There was only one problem-one tiny matter that prevented him from finding complete joy in this victory. Although approximately two thousand people had come by to look at the head-no one had recognized it. Not even a possible identification. Nothing. And this head was in the best condition of any they had found yet.
“Why do you think no one recognized him, sir?”
Merylo shrugged. “People look different after they’re dead. Haven’t you ever been to an open-casket funeral?”
“Well, if you can avoid it, you should.”
“You think maybe he’s a transient? Vagrant? He was found near Shantytown.”
“But then how does it tie into your theory that these are all organized crime rubouts? That it all ties back to Andrassy?”
“I never said it all tied back to Andrassy. I said they all must’ve been involved in something with Andrassy.” And he only said that because Andrassy and Flo Polillo were the only two corpses they had managed to identify.

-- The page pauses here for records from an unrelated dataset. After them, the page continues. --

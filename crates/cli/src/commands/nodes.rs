use std::{sync::Arc, time::Duration};

use tandem_core::{
    cluster::{ChainSnapshot, ClusterCoordinator, Convergence},
    config::{AppConfig, NodeEntry},
    node::{prepare_datadir, AttachedNode, NodeHandle, NodeSupervisor},
    rpc::ConnectionRegistry,
};

use super::utils::{print_error, print_info, print_success, CliError, CliResult};

/// Options for `tandem up`.
#[derive(Debug, Clone, Copy, Default)]
pub struct UpOptions {
    pub prepare: bool,
    pub no_wait: bool,
    pub foreground: bool,
}

fn supervisor(config: &AppConfig) -> NodeSupervisor {
    NodeSupervisor::new(
        config.daemon_config(),
        Arc::new(ConnectionRegistry::new(config.rpc_client_config())),
    )
}

fn require_nodes(config: &AppConfig) -> CliResult<()> {
    if config.nodes.is_empty() {
        return Err(CliError::Settings("no [[nodes]] configured".to_string()));
    }
    Ok(())
}

fn print_snapshots(labels: impl IntoIterator<Item = String>, snapshots: &[ChainSnapshot]) {
    for (label, snapshot) in labels.into_iter().zip(snapshots) {
        println!("  {label}: {} blocks, tip {}", snapshot.blocks, snapshot.best_block_hash);
    }
}

pub fn prepare(config: &AppConfig) -> CliResult<()> {
    require_nodes(config)?;
    for node in &config.nodes {
        prepare_node(config, node)?;
    }
    print_success(&format!("Prepared {} datadir(s)", config.nodes.len()));
    Ok(())
}

fn prepare_node(config: &AppConfig, node: &NodeEntry) -> CliResult<()> {
    let Some(template) = &node.template_conf else {
        return Err(CliError::Settings(format!("node `{}` has no template_conf", node.name)));
    };
    let conf = prepare_datadir(&node.datadir, template, &config.daemon.conf_file_name)?;
    print_info(&format!("{}: {}", node.name, conf.display()));
    Ok(())
}

/// Starts every configured node, then waits for them unless `no_wait` is set.
///
/// Daemons are left running when the command exits unless `foreground` is set, in which
/// case they are shut down on Ctrl-C.
pub async fn up(config: &AppConfig, options: UpOptions) -> CliResult<()> {
    require_nodes(config)?;
    if options.prepare {
        prepare(config)?;
    }

    let coordinator = ClusterCoordinator::new(supervisor(config), config.convergence_options());
    let mut handles = coordinator.start_all(&config.node_specs()).await?;
    print_success(&format!("Started {} node(s)", handles.len()));
    for handle in &handles {
        print_info(&format!("{} (pid {:?})", handle.label(), handle.pid()));
    }

    if !options.no_wait {
        coordinator.wait_until_reachable(&handles).await?;
        let criterion = config.criterion();
        let snapshots = coordinator.wait_for_convergence(&handles, &criterion).await?;
        print_success(&format!("Nodes converged on {criterion}"));
        print_snapshots(handles.iter().map(NodeHandle::label), &snapshots);
    }

    if options.foreground {
        print_info("Press Ctrl-C to stop the nodes");
        tokio::signal::ctrl_c().await?;
        shutdown_all(&mut handles).await;
    }

    Ok(())
}

async fn shutdown_all(handles: &mut [NodeHandle]) {
    for handle in handles {
        match handle.shutdown().await {
            Ok(status) => print_info(&format!("{} exited: {status}", handle.label())),
            Err(e) => print_error(&format!("{}: {e}", handle.label())),
        }
    }
}

fn attach_all(supervisor: &NodeSupervisor, config: &AppConfig) -> CliResult<Vec<AttachedNode>> {
    config
        .nodes
        .iter()
        .map(|node| supervisor.attach(&node.datadir, Some(&node.name)).map_err(CliError::from))
        .collect()
}

/// Waits for already running nodes, optionally overriding the configured criterion and
/// timeout. A timeout of `0` waits forever.
pub async fn wait(
    config: &AppConfig,
    criterion: Option<Convergence>,
    timeout_secs: Option<u64>,
) -> CliResult<()> {
    require_nodes(config)?;
    let supervisor = supervisor(config);
    let nodes = attach_all(&supervisor, config)?;

    let mut options = config.convergence_options();
    if let Some(secs) = timeout_secs {
        options.timeout = (secs > 0).then_some(Duration::from_secs(secs));
    }
    let criterion = criterion.unwrap_or_else(|| config.criterion());

    let coordinator = ClusterCoordinator::new(supervisor, options);
    coordinator.wait_until_reachable(&nodes).await?;
    let snapshots = coordinator.wait_for_convergence(&nodes, &criterion).await?;

    print_success(&format!("Nodes converged on {criterion}"));
    print_snapshots(nodes.iter().map(AttachedNode::label), &snapshots);
    Ok(())
}

/// Prints each node's chain state, or the error reaching it.
pub async fn status(config: &AppConfig) -> CliResult<()> {
    require_nodes(config)?;
    let nodes = attach_all(&supervisor(config), config)?;

    for node in &nodes {
        match node.client().chain_snapshot().await {
            Ok(snapshot) => println!(
                "  {}: {} blocks, tip {}",
                node.label(),
                snapshot.blocks,
                snapshot.best_block_hash
            ),
            Err(e) => println!("  {}: unreachable ({e})", node.label()),
        }
    }
    Ok(())
}

/// Sends RPC `stop` to every configured node. Failures are reported, not returned.
pub async fn down(config: &AppConfig) -> CliResult<()> {
    require_nodes(config)?;
    let supervisor = supervisor(config);
    let mut stopped = 0usize;

    for entry in &config.nodes {
        let result = match supervisor.attach(&entry.datadir, Some(&entry.name)) {
            Ok(node) => node.client().stop().await.map_err(CliError::from),
            Err(e) => Err(CliError::from(e)),
        };
        match result {
            Ok(()) => {
                stopped += 1;
                print_info(&format!("{}: stop requested", entry.name));
            }
            Err(e) => {
                tracing::warn!(node = %entry.name, error = %e, "stop failed");
                print_error(&format!("{}: {e}", entry.name));
            }
        }
    }

    print_success(&format!("Stopped {stopped}/{} node(s)", config.nodes.len()));
    Ok(())
}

“Still-the more bodies we get, the harder it’s going to be to make a connection.”
“Not once we know what the connection is. Once we figure that out, it will all make sense. Mark my words.”
“Of course.” Zalewski shifted uncomfortably in his suit. “See the paper this morning?”

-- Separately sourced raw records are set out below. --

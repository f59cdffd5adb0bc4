use std::path::{Path, PathBuf};

use crate::{config::ConfigError, errors::HarnessError};

/// Resets `datadir` and seeds it with `template` saved as `conf_file_name`.
///
/// Any existing directory is removed first, so the node starts from an empty chain.
/// Returns the path of the copied config.
///
/// # Errors
///
/// - [`ConfigError::NotFound`] if `template` does not exist (nothing is removed)
/// - [`HarnessError::Io`] if the directory cannot be reset or the file copied
pub fn prepare_datadir(
    datadir: &Path,
    template: &Path,
    conf_file_name: &str,
) -> Result<PathBuf, HarnessError> {
    if !template.is_file() {
        return Err(ConfigError::NotFound(template.to_path_buf()).into());
    }

    if datadir.exists() {
        tracing::debug!(datadir = %datadir.display(), "removing existing datadir");
        std::fs::remove_dir_all(datadir)?;
    }
    std::fs::create_dir_all(datadir)?;

    let conf_path = datadir.join(conf_file_name);
    std::fs::copy(template, &conf_path)?;
    tracing::info!(
        datadir = %datadir.display(),
        template = %template.display(),
        "prepared datadir"
    );
    Ok(conf_path)
}
use thiserror::Error;

/// bitcoind `RPC_IN_WARMUP`: the daemon is up but still loading its block index.
pub const RPC_IN_WARMUP: i32 = -28;

/// bitcoind `RPC_METHOD_NOT_FOUND`.
pub const RPC_METHOD_NOT_FOUND: i32 = -32601;

/// Errors that can occur when talking to a node's JSON-RPC endpoint.
#[derive(Error, Debug, Clone, PartialEq, Eq)]
#[non_exhaustive]
pub enum RpcError {
    /// The transport was closed by the peer or can no longer accept writes.
    ///
    /// This is the only class the retrying transport recovers from.
    #[error("Stale connection: {0}")]
    TransportStale(String),

    /// No connection could be established (refused, unreachable, DNS).
    #[error("Connection failed: {0}")]
    ConnectionFailed(String),

    /// Request exceeded the configured timeout.
    #[error("Request timeout")]
    Timeout,

    /// Credentials were rejected.
    #[error("Unauthorized (HTTP {0}): check rpcuser/rpcpassword")]
    Unauthorized(u16),

    /// The node answered with a JSON-RPC error object.
    #[error("RPC error {code}: {message}")]
    RpcCallFailed { code: i32, message: String },

    /// Non-success HTTP status without a JSON-RPC error body.
    ///
    /// First field is the HTTP status code, second is the (truncated) body.
    #[error("HTTP error {0}: {1}")]
    HttpError(u16, String),

    /// The response body could not be parsed.
    #[error("Invalid response: {0}")]
    InvalidResponse(String),

    /// The request could not be serialized.
    #[error("Invalid request: {0}")]
    InvalidRequest(String),

    /// The underlying HTTP client could not be built.
    #[error("HTTP client build failed: {0}")]
    ClientBuild(String),
}

impl RpcError {
    /// Returns `true` if the connection should be rebuilt and the request resent.
    #[must_use]
    pub fn is_stale(&self) -> bool {
        matches!(self, Self::TransportStale(_))
    }

    /// Returns `true` if a later attempt against the same node could succeed.
    ///
    /// Bad credentials and requests or clients that cannot be built never recover by waiting.
    #[must_use]
    pub fn is_retryable(&self) -> bool {
        !matches!(self, Self::Unauthorized(_) | Self::InvalidRequest(_) | Self::ClientBuild(_))
    }

    /// Returns the JSON-RPC error code if the node answered with an error object.
    #[must_use]
    pub fn rpc_code(&self) -> Option<i32> {
        match self {
            Self::RpcCallFailed { code, .. } => Some(*code),
            _ => None,
        }
    }

    /// Returns `true` if the node is reachable but still starting up.
    ///
    /// Covers both the warmup RPC error and a refused connection before the RPC server binds.
    #[must_use]
    pub fn is_node_starting(&self) -> bool {
        matches!(self, Self::ConnectionFailed(_)) || self.rpc_code() == Some(RPC_IN_WARMUP)
    }
}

“I told you, I don’t read the papers.”
“This unidentified head bumped the Republican National Convention right off the front page.”
Merylo sighed. “Well, I’m not that fond of Alf Landon. Reminds me of some of the guys I used to put away for running penny-ante gin joints. Any luck on the fingerprints?”
“Sorry. We got good prints, but no one has them on file. He’s got no record.”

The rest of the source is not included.